For most of us, Shabbat is about two things: family and food. For most people, Friday night dinner is a weekly, unchanging ritual, and a thing of untouchable holiness in and of itself. Vegetarian households like my own aside, the tradition is not to meddle with tradition: succulent roast chicken and crispy roasted potatoes take pride of place on Shabbat tables world over.
Our dining room motto paraphrases the wise words of Mary Poppins: a thing of beauty is a joy till dinner. These potatoes are golden and crispy on the outside and beautifully fluffy within, and I don’t think I’ve ever had leftovers – they’re truly wonderful!

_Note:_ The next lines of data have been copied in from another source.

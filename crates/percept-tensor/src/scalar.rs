use crate::dtype::Dtype;

/// A single element read out of a tensor, tagged with its dtype.
///
/// Returned by element accessors when the caller does not know the tensor
/// dtype at compile time.
#[derive(Debug, Clone, Copy, PartialEq)]
pub enum Scalar {
    /// A `uint8` element.
    UInt8(u8),
    /// A `uint16` element.
    UInt16(u16),
    /// An `int32` element.
    Int32(i32),
    /// An `int64` element.
    Int64(i64),
    /// A `float32` element.
    Float32(f32),
    /// A `float64` element.
    Float64(f64),
}

impl Scalar {
    /// Returns the dtype tag of the wrapped value.
    pub fn dtype(&self) -> Dtype {
        match self {
            Scalar::UInt8(_) => Dtype::UInt8,
            Scalar::UInt16(_) => Dtype::UInt16,
            Scalar::Int32(_) => Dtype::Int32,
            Scalar::Int64(_) => Dtype::Int64,
            Scalar::Float32(_) => Dtype::Float32,
            Scalar::Float64(_) => Dtype::Float64,
        }
    }

    /// Widens the wrapped value to `f64`.
    pub fn to_f64(&self) -> f64 {
        match *self {
            Scalar::UInt8(v) => v as f64,
            Scalar::UInt16(v) => v as f64,
            Scalar::Int32(v) => v as f64,
            Scalar::Int64(v) => v as f64,
            Scalar::Float32(v) => v as f64,
            Scalar::Float64(v) => v,
        }
    }
}

macro_rules! impl_scalar_from {
    ($t:ty, $variant:ident) => {
        impl From<$t> for Scalar {
            fn from(v: $t) -> Self {
                Scalar::$variant(v)
            }
        }
    };
}

impl_scalar_from!(u8, UInt8);
impl_scalar_from!(u16, UInt16);
impl_scalar_from!(i32, Int32);
impl_scalar_from!(i64, Int64);
impl_scalar_from!(f32, Float32);
impl_scalar_from!(f64, Float64);

impl std::fmt::Display for Scalar {
    fn fmt(&self, f: &mut std::fmt::Formatter<'_>) -> std::fmt::Result {
        match self {
            Scalar::UInt8(v) => write!(f, "{}", v),
            Scalar::UInt16(v) => write!(f, "{}", v),
            Scalar::Int32(v) => write!(f, "{}", v),
            Scalar::Int64(v) => write!(f, "{}", v),
            Scalar::Float32(v) => write!(f, "{}", v),
            Scalar::Float64(v) => write!(f, "{}", v),
        }
    }
}

#[cfg(test)]
mod tests {
    use super::*;

    #[test]
    fn test_scalar_dtype() {
        assert_eq!(Scalar::from(7u8).dtype(), Dtype::UInt8);
        assert_eq!(Scalar::from(7.0f32).dtype(), Dtype::Float32);
    }

    #[test]
    fn test_scalar_to_f64() {
        assert_eq!(Scalar::from(250u8).to_f64(), 250.0);
        assert_eq!(Scalar::from(-3i32).to_f64(), -3.0);
        assert_eq!(Scalar::from(0.5f64).to_f64(), 0.5);
    }

    #[test]
    fn test_scalar_display() {
        assert_eq!(Scalar::from(42u16).to_string(), "42");
        assert_eq!(Scalar::from(1.5f32).to_string(), "1.5");
    }
}
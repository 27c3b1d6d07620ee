use crate::error::TensorError;

/// Device families a tensor can live on.
#[derive(Debug, Clone, Copy, PartialEq, Eq, Hash)]
#[cfg_attr(feature = "serde", derive(serde::Serialize, serde::Deserialize))]
pub enum DeviceKind {
    /// Host memory, served by the system allocator.
    Cpu,
    /// CUDA device memory.
    Cuda,
}

/// Placement tag for tensor storage: a device kind plus an index.
///
/// All `cpu:N` devices are served by the same host backend; the index is a
/// placement label, so pipelines can keep stages on distinct logical
/// devices and rely on the device-equality checks in the kernels. Tensors
/// never migrate between devices implicitly; the only crossing is
/// [`Tensor::to_device`](crate::Tensor::to_device).
#[derive(Debug, Clone, Copy, PartialEq, Eq, Hash)]
#[cfg_attr(feature = "serde", derive(serde::Serialize, serde::Deserialize))]
pub struct Device {
    kind: DeviceKind,
    index: usize,
}

impl Device {
    /// The default host device, `cpu:0`.
    pub const CPU: Device = Device::cpu(0);

    /// Creates a host device with the given index.
    pub const fn cpu(index: usize) -> Self {
        Self {
            kind: DeviceKind::Cpu,
            index,
        }
    }

    /// Creates a CUDA device tag with the given index.
    pub const fn cuda(index: usize) -> Self {
        Self {
            kind: DeviceKind::Cuda,
            index,
        }
    }

    /// Returns the device kind.
    pub const fn kind(&self) -> DeviceKind {
        self.kind
    }

    /// Returns the device index.
    pub const fn index(&self) -> usize {
        self.index
    }

    /// Returns true if the device is a host device.
    pub const fn is_cpu(&self) -> bool {
        matches!(self.kind, DeviceKind::Cpu)
    }

    /// Returns true if the device is an accelerator device.
    pub const fn is_accelerator(&self) -> bool {
        !self.is_cpu()
    }
}

impl Default for Device {
    fn default() -> Self {
        Device::CPU
    }
}

impl std::fmt::Display for Device {
    fn fmt(&self, f: &mut std::fmt::Formatter<'_>) -> std::fmt::Result {
        let kind = match self.kind {
            DeviceKind::Cpu => "cpu",
            DeviceKind::Cuda => "cuda",
        };
        write!(f, "{}:{}", kind, self.index)
    }
}

impl std::str::FromStr for Device {
    type Err = TensorError;

    /// Parses `"cpu"`, `"cpu:1"`, `"cuda:0"` and the like. A missing
    /// index defaults to 0.
    fn from_str(s: &str) -> Result<Self, Self::Err> {
        let (kind, index) = match s.split_once(':') {
            Some((kind, index)) => {
                let index = index
                    .parse::<usize>()
                    .map_err(|_| TensorError::InvalidDevice(s.to_string()))?;
                (kind, index)
            }
            None => (s, 0),
        };
        match kind {
            "cpu" => Ok(Device::cpu(index)),
            "cuda" => Ok(Device::cuda(index)),
            _ => Err(TensorError::InvalidDevice(s.to_string())),
        }
    }
}
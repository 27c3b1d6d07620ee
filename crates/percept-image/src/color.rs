use percept_tensor::Tensor;

use crate::error::ImageError;
use crate::image::Image;
use crate::kernel;

/// Define the RGB weights for the grayscale conversion.
pub(crate) const RW: f64 = 0.299;
pub(crate) const GW: f64 = 0.587;
pub(crate) const BW: f64 = 0.114;

/// Specifies whether R, G, B channels have the same weight when converting
/// to intensity. Only used for images with 3 channels.
#[derive(Debug, Clone, Copy, PartialEq, Eq)]
pub enum ColorConversion {
    /// R, G, B channels have equal weights: `gray = (R + G + B) / 3`.
    RgbToGrayEqual,
    /// R, G, B channels are weighted according to the Digital ITU BT.601
    /// standard: `gray = 0.299 * R + 0.587 * G + 0.114 * B`.
    RgbToGrayWeighted,
}

impl Image {
    /// Convert a 3-channel RGB image to a single-channel grayscale image.
    ///
    /// The per-pixel sum is accumulated in `f64` and written back in the
    /// source dtype; integer dtypes round half away from zero rather than
    /// truncating, so the conversion carries no systematic brightness
    /// bias. Rows, cols, dtype and device are preserved.
    ///
    /// # Errors
    ///
    /// Returns [`ImageError::InvalidChannelCount`] unless the image has
    /// exactly 3 channels.
    ///
    /// # Examples
    ///
    /// ```
    /// use percept_image::{ColorConversion, Image};
    /// use percept_tensor::{Device, Tensor};
    ///
    /// let tensor = Tensor::from_vec(&[1, 1, 3], vec![90u8, 120, 150], &Device::CPU).unwrap();
    /// let image = Image::from_tensor(tensor).unwrap();
    ///
    /// let gray = image.convert_color(ColorConversion::RgbToGrayEqual).unwrap();
    /// assert_eq!(gray.channels(), 1);
    /// assert_eq!(gray.as_slice::<u8>().unwrap(), &[120]);
    /// ```
    pub fn convert_color(&self, conversion: ColorConversion) -> Result<Image, ImageError> {
        if self.channels() != 3 {
            return Err(ImageError::InvalidChannelCount {
                expected: 3,
                actual: self.channels(),
            });
        }

        let mut dst = Tensor::zeros(&[self.rows(), self.cols(), 1], self.dtype(), &self.device())?;
        let kernel = kernel::for_device(&self.device())?;
        kernel.gray_reduce(&self.data, &mut dst, conversion)?;
        Ok(Image { data: dst })
    }
}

As with all good things in culinary life, the trick is to keep it super simple. All you’ll need for this is potatoes, olive oil, and seasonings.
- Preheat the oven to 200°C. Pour olive oil into a baking dish and put in the oven to heat.
- Peel the number of potatoes you need (and then a couple extra – this is the kind of recipe that everyone at home will want to “test”…).
- Cut into generous chunks with steep angles and rinse to get rid of excess starch. Steep angles mean longer lines, which means more surface area, which means more crunch!
- Parboil your potatoes: place potato pieces into a large pan of cold, well-salted water. Bring to the boil and cook for five minutes. Remove from the heat and drain. Return to the pan, put the lid on, and shake the pot: this roughs up the potatoes’ edges, the perfect way to get extra crispy bits!
- Remove heated baking dish from the oven. Carefully tip the potatoes into the dish and gently stir to coat with oil. Season to taste (I like rock salt, cracked black pepper, and a couple of whole, unpeeled garlic cloves).
- Roast potatoes in hot oven for about an hour. Turn approximately every 20 minutes to ensure even browning and crisping. Cook until golden, crunchy, and absolutely delicious. Take out the oven and revel in the absolute beauty of your creation. They’re that good.